Person of Interest
The return of Michael Emerson to the television screen will feel familiar, but ultimately, disappoint fans who are looking for another maniacal genius who is as captivating as his motives are opaque.
It’s is a mix of real life post-9/11 American espionage (interesting), and Philip K. Dick science fiction morality, a la Minority Report (nice), and, formulaic Law & Order S.V.U., C.S.I. blah blah blah (damn it!).
Person of Interest show does away with the slow revelation of a complicated plot that made LOST an addictive, evolving journey. In the first few minutes of POI, we meet Emerson, dressed in a suit, retrieving from prison a drunkard with the fighting skill of a Navy Seal ninja jedi.

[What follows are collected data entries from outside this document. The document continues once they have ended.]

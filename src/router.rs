//! Request routing and dispatch.
//!
//! The API exposes a fixed table of routes under a configurable base prefix
//! segment:
//!
//! | Method | Path | Operation |
//! |---|---|---|
//! | GET/POST | `/cursos` | list / create courses |
//! | GET | `/cursos?pagina=N` | paginated listing |
//! | GET/PUT/DELETE | `/cursos/{id}` | show / update / delete a course |
//! | GET/POST | `/clientes` | list / create clients |
//! | POST | `/alumnos` | student lookup by token |
//! | POST | `/alumnos/token` | token lookup by DNI |
//! | GET | `/alumnos/foto/{legajo}?token=T` | student photo |
//!
//! [`resolve`] is a pure function from (method, path, query) to a [`Route`] or
//! a terminal error. [`dispatch`] is the single axum handler that resolves,
//! authenticates and hands the request to a controller.

use crate::{
    context::RequestContext,
    error::AppError,
    handlers::{clients, courses, students},
    middleware::auth,
    models::course::Page,
    state::AppState,
};
use axum::{
    extract::{Request, State},
    http::Method,
    response::{IntoResponse, Response},
};

/// Top-level resources.
pub const RESOURCES: [&str; 3] = ["cursos", "clientes", "alumnos"];

#[derive(Debug, Clone, PartialEq, Eq)]
pub enum Route {
    /// `page` is already validated (>= 1) when present
    ListCourses { page: Option<i64> },
    CreateCourse,
    ShowCourse { id: String },
    UpdateCourse { id: String },
    DeleteCourse { id: String },
    ListClients,
    CreateClient,
    StudentByToken,
    TokenByDni,
    StudentPhoto { legajo: String },
}

/// A resolved route plus the path segments (after the base prefix) it was
/// resolved from.
#[derive(Debug, Clone, PartialEq, Eq)]
pub struct RouteMatch {
    pub method: Method,
    pub segments: Vec<String>,
    pub route: Route,
}

/// Resolve a request against the route table.
///
/// Without the base prefix in the path no routing is performed and the
/// request is answered as an unknown route.
pub fn resolve(
    method: &Method,
    path: &str,
    query: Option<&str>,
    base_path: &str,
) -> Result<RouteMatch, AppError> {
    let all: Vec<&str> = path.split('/').filter(|s| !s.is_empty()).collect();
    let base = all
        .iter()
        .position(|s| *s == base_path)
        .ok_or_else(AppError::route_not_found)?;
    let segments: Vec<String> = all[base + 1..].iter().map(|s| s.to_string()).collect();

    let route = match_route(method, &segments, query)?;

    Ok(RouteMatch {
        method: method.clone(),
        segments,
        route,
    })
}

fn match_route(
    method: &Method,
    segments: &[String],
    query: Option<&str>,
) -> Result<Route, AppError> {
    let parts: Vec<&str> = segments.iter().map(String::as_str).collect();

    // Pagination takes priority over every other course route
    if parts.first() == Some(&"cursos") {
        if let Some(raw) = query_param(query, "pagina") {
            return Ok(Route::ListCourses {
                page: Some(parse_page(&raw)?),
            });
        }
    }

    match parts.as_slice() {
        [] => Err(AppError::route_not_found()),
        [top, ..] if !RESOURCES.contains(top) => Err(AppError::route_not_found()),

        ["cursos"] => match *method {
            Method::GET => Ok(Route::ListCourses { page: None }),
            Method::POST => Ok(Route::CreateCourse),
            _ => Err(AppError::MethodNotAllowed),
        },
        ["cursos", id] if is_numeric(id) => {
            let id = id.to_string();
            match *method {
                Method::GET => Ok(Route::ShowCourse { id }),
                Method::PUT => Ok(Route::UpdateCourse { id }),
                Method::DELETE => Ok(Route::DeleteCourse { id }),
                _ => Err(AppError::MethodNotAllowed),
            }
        }

        ["clientes"] => match *method {
            Method::GET => Ok(Route::ListClients),
            Method::POST => Ok(Route::CreateClient),
            _ => Err(AppError::MethodNotAllowed),
        },

        ["alumnos"] => match *method {
            Method::POST => Ok(Route::StudentByToken),
            _ => Err(AppError::MethodNotAllowed),
        },
        ["alumnos", "token"] => match *method {
            Method::POST => Ok(Route::TokenByDni),
            _ => Err(AppError::MethodNotAllowed),
        },
        ["alumnos", "foto", legajo] => match *method {
            Method::GET => Ok(Route::StudentPhoto {
                legajo: legajo.to_string(),
            }),
            _ => Err(AppError::MethodNotAllowed),
        },

        _ => Err(AppError::route_not_found()),
    }
}

fn is_numeric(segment: &str) -> bool {
    !segment.is_empty() && segment.bytes().all(|b| b.is_ascii_digit())
}

fn query_param(query: Option<&str>, key: &str) -> Option<String> {
    url::form_urlencoded::parse(query?.as_bytes())
        .find(|(k, _)| k == key)
        .map(|(_, v)| v.into_owned())
}

/// A page is valid when it maps to a representable window.
fn parse_page(raw: &str) -> Result<i64, AppError> {
    raw.trim()
        .parse::<i64>()
        .ok()
        .filter(|page| Page::number(*page).is_some())
        .ok_or_else(AppError::invalid_page)
}

/// Single entry point for every API request.
pub async fn dispatch(State(state): State<AppState>, request: Request) -> Response {
    match handle(&state, request).await {
        Ok(response) => response,
        Err(err) => err.into_response(),
    }
}

async fn handle(state: &AppState, request: Request) -> Result<Response, AppError> {
    let (parts, body) = request.into_parts();

    let matched = resolve(
        &parts.method,
        parts.uri.path(),
        parts.uri.query(),
        &state.base_path,
    )?;
    tracing::debug!(method = %matched.method, route = ?matched.route, "route resolved");

    auth::ensure_declared_length(&parts.headers)?;
    let ctx = RequestContext::read(parts, body).await?;
    let caller = auth::authenticate(state.store.as_ref(), &matched, &ctx).await?;

    let response = match matched.route {
        Route::ListCourses { page } => courses::index(state, page).await?.into_response(),
        Route::CreateCourse => courses::create(state, &caller, &ctx).await?.into_response(),
        Route::ShowCourse { id } => courses::show(state, &id).await?.into_response(),
        Route::UpdateCourse { id } => {
            courses::update(state, &caller, &id, &ctx).await?.into_response()
        }
        Route::DeleteCourse { id } => courses::delete(state, &caller, &id).await?.into_response(),
        Route::ListClients => clients::index(state).await?.into_response(),
        Route::CreateClient => clients::create(state, &ctx).await?.into_response(),
        Route::StudentByToken => students::find_by_token(state, &ctx).await?.into_response(),
        Route::TokenByDni => students::token_by_dni(state, &ctx).await?.into_response(),
        Route::StudentPhoto { legajo } => students::photo(state, &legajo, &ctx).await?,
    };

    Ok(response)
}

#[cfg(test)]
mod tests {
    use super::*;
    use axum::http::StatusCode;

    fn route(method: Method, path: &str, query: Option<&str>) -> Result<Route, StatusCode> {
        resolve(&method, path, query, "api")
            .map(|m| m.route)
            .map_err(|e| e.status())
    }

    #[test]
    fn prefix_is_located_anywhere_in_the_path() {
        assert_eq!(
            route(Method::GET, "/api/cursos", None),
            Ok(Route::ListCourses { page: None })
        );
        assert_eq!(
            route(Method::GET, "/deploy/v2/api/clientes/", None),
            Ok(Route::ListClients)
        );
        assert_eq!(
            route(Method::GET, "//api//cursos//7", None),
            Ok(Route::ShowCourse { id: "7".into() })
        );
    }

    #[test]
    fn missing_prefix_or_resource_is_not_found() {
        assert_eq!(route(Method::GET, "/cursos", None), Err(StatusCode::NOT_FOUND));
        assert_eq!(route(Method::GET, "/api", None), Err(StatusCode::NOT_FOUND));
        assert_eq!(route(Method::GET, "/api/profesores", None), Err(StatusCode::NOT_FOUND));
    }

    #[test]
    fn course_routes() {
        assert_eq!(route(Method::POST, "/api/cursos", None), Ok(Route::CreateCourse));
        assert_eq!(
            route(Method::PUT, "/api/cursos/12", None),
            Ok(Route::UpdateCourse { id: "12".into() })
        );
        assert_eq!(
            route(Method::DELETE, "/api/cursos/12", None),
            Ok(Route::DeleteCourse { id: "12".into() })
        );
        assert_eq!(route(Method::GET, "/api/cursos/abc", None), Err(StatusCode::NOT_FOUND));
        assert_eq!(route(Method::GET, "/api/cursos/1/x", None), Err(StatusCode::NOT_FOUND));
        assert_eq!(
            route(Method::DELETE, "/api/cursos", None),
            Err(StatusCode::METHOD_NOT_ALLOWED)
        );
        assert_eq!(
            route(Method::POST, "/api/cursos/3", None),
            Err(StatusCode::METHOD_NOT_ALLOWED)
        );
    }

    #[test]
    fn pagination_short_circuits_course_dispatch() {
        assert_eq!(
            route(Method::GET, "/api/cursos", Some("pagina=2")),
            Ok(Route::ListCourses { page: Some(2) })
        );
        // Takes priority even over item routes and other verbs
        assert_eq!(
            route(Method::POST, "/api/cursos/4", Some("pagina=1")),
            Ok(Route::ListCourses { page: Some(1) })
        );
        for bad in [
            "pagina=0",
            "pagina=abc",
            "pagina=",
            "pagina=-3",
            "pagina=1.5",
            "pagina=9223372036854775807",
            "pagina=99999999999999999999",
        ] {
            assert_eq!(
                route(Method::GET, "/api/cursos", Some(bad)),
                Err(StatusCode::BAD_REQUEST),
                "{bad}"
            );
        }
        // Ignored outside cursos
        assert_eq!(
            route(Method::GET, "/api/clientes", Some("pagina=abc")),
            Ok(Route::ListClients)
        );
    }

    #[test]
    fn client_routes() {
        assert_eq!(route(Method::POST, "/api/clientes", None), Ok(Route::CreateClient));
        assert_eq!(
            route(Method::PUT, "/api/clientes", None),
            Err(StatusCode::METHOD_NOT_ALLOWED)
        );
        assert_eq!(route(Method::GET, "/api/clientes/1", None), Err(StatusCode::NOT_FOUND));
    }

    #[test]
    fn student_routes() {
        assert_eq!(route(Method::POST, "/api/alumnos", None), Ok(Route::StudentByToken));
        assert_eq!(
            route(Method::GET, "/api/alumnos", None),
            Err(StatusCode::METHOD_NOT_ALLOWED)
        );
        assert_eq!(route(Method::POST, "/api/alumnos/token", None), Ok(Route::TokenByDni));
        assert_eq!(
            route(Method::GET, "/api/alumnos/token", None),
            Err(StatusCode::METHOD_NOT_ALLOWED)
        );
        assert_eq!(
            route(Method::GET, "/api/alumnos/foto/1234", Some("token=ABCDEFGHIJ")),
            Ok(Route::StudentPhoto { legajo: "1234".into() })
        );
        assert_eq!(
            route(Method::POST, "/api/alumnos/foto/1234", None),
            Err(StatusCode::METHOD_NOT_ALLOWED)
        );
        assert_eq!(route(Method::GET, "/api/alumnos/foto", None), Err(StatusCode::NOT_FOUND));
        assert_eq!(route(Method::POST, "/api/alumnos/otro", None), Err(StatusCode::NOT_FOUND));
    }

    #[test]
    fn segments_after_prefix_are_kept() {
        let matched = resolve(&Method::POST, "/x/api/alumnos/token", None, "api").unwrap();
        assert_eq!(matched.segments, vec!["alumnos", "token"]);
        assert_eq!(matched.method, Method::POST);
    }
}
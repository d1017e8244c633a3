use async_trait::async_trait;
use bytes::Bytes;
use folio_core::{FolioError, FolioResult, MediaSource};
use serde::Deserialize;

#[derive(Debug, Deserialize)]
struct FileResponse {
    ok: bool,
    #[serde(default)]
    description: Option<String>,
    result: Option<FilePayload>,
}

#[derive(Debug, Deserialize)]
struct FilePayload {
    file_path: Option<String>,
}

/// A Telegram file reference with the capability to download it.
///
/// Resolves the `file_id` through `getFile` and fetches the content from the
/// file endpoint. Implements [`MediaSource`], so the staging layer stays
/// ignorant of Telegram.
pub struct TelegramMedia {
    client: reqwest::Client,
    bot_token: String,
    file_id: String,
}

impl TelegramMedia {
    /// Wraps a `file_id` for download with the given client and token.
    pub fn new(client: reqwest::Client, bot_token: impl Into<String>, file_id: impl Into<String>) -> Self {
        Self {
            client,
            bot_token: bot_token.into(),
            file_id: file_id.into(),
        }
    }
}

#[async_trait]
impl MediaSource for TelegramMedia {
    async fn fetch_bytes(&self) -> FolioResult<Bytes> {
        let url = format!(
            "https://api.telegram.org/bot{}/getFile",
            self.bot_token
        );
        let response = self
            .client
            .get(&url)
            .query(&[("file_id", self.file_id.as_str())])
            .send()
            .await
            .map_err(|e| FolioError::Channel(format!("Telegram getFile error: {e}")))?;

        let body: FileResponse = response
            .json()
            .await
            .map_err(|e| FolioError::Channel(format!("Telegram parse error: {e}")))?;

        if !body.ok {
            return Err(FolioError::Channel(format!(
                "Telegram getFile failed: {}",
                body.description.unwrap_or_default()
            )));
        }

        let file_path = body
            .result
            .and_then(|f| f.file_path)
            .ok_or_else(|| FolioError::Channel("Telegram getFile returned no path".to_string()))?;

        let download_url = format!(
            "https://api.telegram.org/file/bot{}/{file_path}",
            self.bot_token
        );
        let bytes = self
            .client
            .get(&download_url)
            .send()
            .await
            .map_err(|e| FolioError::Channel(format!("Telegram download error: {e}")))?
            .bytes()
            .await
            .map_err(|e| FolioError::Channel(format!("Telegram download error: {e}")))?;

        Ok(bytes)
    }
}
//! SQLite-backed user registry for the Folio bot.
//!
//! An append-only set of every `userId` seen at least once. Recording is
//! idempotent; the session layer calls it on each session start and never
//! reads it back — the table exists for operators, not for control flow.

use async_trait::async_trait;
use folio_core::{FolioError, FolioResult, UserId};
use rusqlite::{params, Connection};
use std::path::{Path, PathBuf};

/// The user registry collaborator.
#[async_trait]
pub trait UserRegistry: Send + Sync {
    /// Records that `user` has been seen. Idempotent.
    async fn record_user(&self, user: UserId) -> FolioResult<()>;
}

/// [`UserRegistry`] backed by a single-table SQLite database.
///
/// Connections are opened per call on the blocking thread pool; the write
/// volume (one insert per `/photos` command) does not justify pooling.
#[derive(Debug, Clone)]
pub struct SqliteUserRegistry {
    db_path: PathBuf,
}

impl SqliteUserRegistry {
    /// Opens (and if needed creates) the registry database at `db_path`.
    pub async fn open(db_path: impl AsRef<Path>) -> FolioResult<Self> {
        let registry = Self {
            db_path: db_path.as_ref().to_path_buf(),
        };
        registry
            .with_connection(|conn| {
                conn.execute(
                    "CREATE TABLE IF NOT EXISTS users (user INTEGER PRIMARY KEY)",
                    [],
                )?;
                Ok(())
            })
            .await?;
        Ok(registry)
    }

    /// Number of distinct users ever recorded.
    pub async fn user_count(&self) -> FolioResult<u64> {
        self.with_connection(|conn| {
            let count: u64 = conn.query_row("SELECT COUNT(*) FROM users", [], |row| row.get(0))?;
            Ok(count)
        })
        .await
    }

    async fn with_connection<T, F>(&self, func: F) -> FolioResult<T>
    where
        T: Send + 'static,
        F: FnOnce(&Connection) -> Result<T, rusqlite::Error> + Send + 'static,
    {
        let db_path = self.db_path.clone();
        tokio::task::spawn_blocking(move || {
            let conn = Connection::open(&db_path)
                .map_err(|e| FolioError::Registry(format!("open {}: {e}", db_path.display())))?;
            func(&conn).map_err(|e| FolioError::Registry(e.to_string()))
        })
        .await
        .map_err(|e| FolioError::Registry(format!("registry task failed: {e}")))?
    }
}

#[async_trait]
impl UserRegistry for SqliteUserRegistry {
    async fn record_user(&self, user: UserId) -> FolioResult<()> {
        let inserted = self
            .with_connection(move |conn| {
                conn.execute(
                    "INSERT OR IGNORE INTO users (user) VALUES (?1)",
                    params![user.0],
                )
            })
            .await?;
        if inserted > 0 {
            tracing::info!(%user, "new user registered");
        }
        Ok(())
    }
}

#[cfg(test)]
#[allow(clippy::unwrap_used, clippy::expect_used)]
mod tests {
    use super::*;
    use tempfile::TempDir;

    #[tokio::test]
    async fn recording_is_idempotent() {
        let tmp = TempDir::new().unwrap();
        let registry = SqliteUserRegistry::open(tmp.path().join("users.db"))
            .await
            .unwrap();

        registry.record_user(UserId(42)).await.unwrap();
        registry.record_user(UserId(42)).await.unwrap();
        registry.record_user(UserId(7)).await.unwrap();

        assert_eq!(registry.user_count().await.unwrap(), 2);
    }

    #[tokio::test]
    async fn registry_persists_across_instances() {
        let tmp = TempDir::new().unwrap();
        let path = tmp.path().join("users.db");

        {
            let registry = SqliteUserRegistry::open(&path).await.unwrap();
            registry.record_user(UserId(1)).await.unwrap();
        }

        let registry = SqliteUserRegistry::open(&path).await.unwrap();
        assert_eq!(registry.user_count().await.unwrap(), 1);
    }
}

Emerson — in the role of Mr. Finch — quickly lays out the show’s entire plot. (So much for the slow reveal!) The plot, as Mr. Finch describes it, is this: I built a machine to prevent the next 9/11. It worked. It worked too well, actually, because it’s also able to prevent other crimes, like murders, muggings, you get the idea. The government isn’t interested in those crimes. So, that data gets erased after 24 hours. Unless, of course, somebody can help me.
The mysterious computer spitting out the numbers — not the names or circumstances of the people on Mr. Finch’s list — actually resembles the real-life computer described in a New Yorker article as the Thin Thread. That program is capable of not jus finding a few sensitive pieces of data floating in the electronic transom, but “every fish in the sea.”
Instead of letting the mysterious computer slow come into formation, and before we get to see Mr. Finch become, Mr. Finch, the audience is thrown into his unbelievable world. And from there, the show is a slightly-above-average ‘who dunnit.’ The stand-off by the elevator towards the end of the episode feels tense and is well-done. The scene where he blows up an oncoming car on a desserted New York City at night, is not.
Mr. Finch’s backstory — which maybe they’ll get to later — is blurted out in such a thick chunk that even a skilled actor like Emerson makes it seem cartoonish: ‘I made a lot of money, but after 9/11, none of it mattered.’ He tells us this, but we don’t see it.
And, as the show tells us, we live in a world where nothing important is ever really out of sight.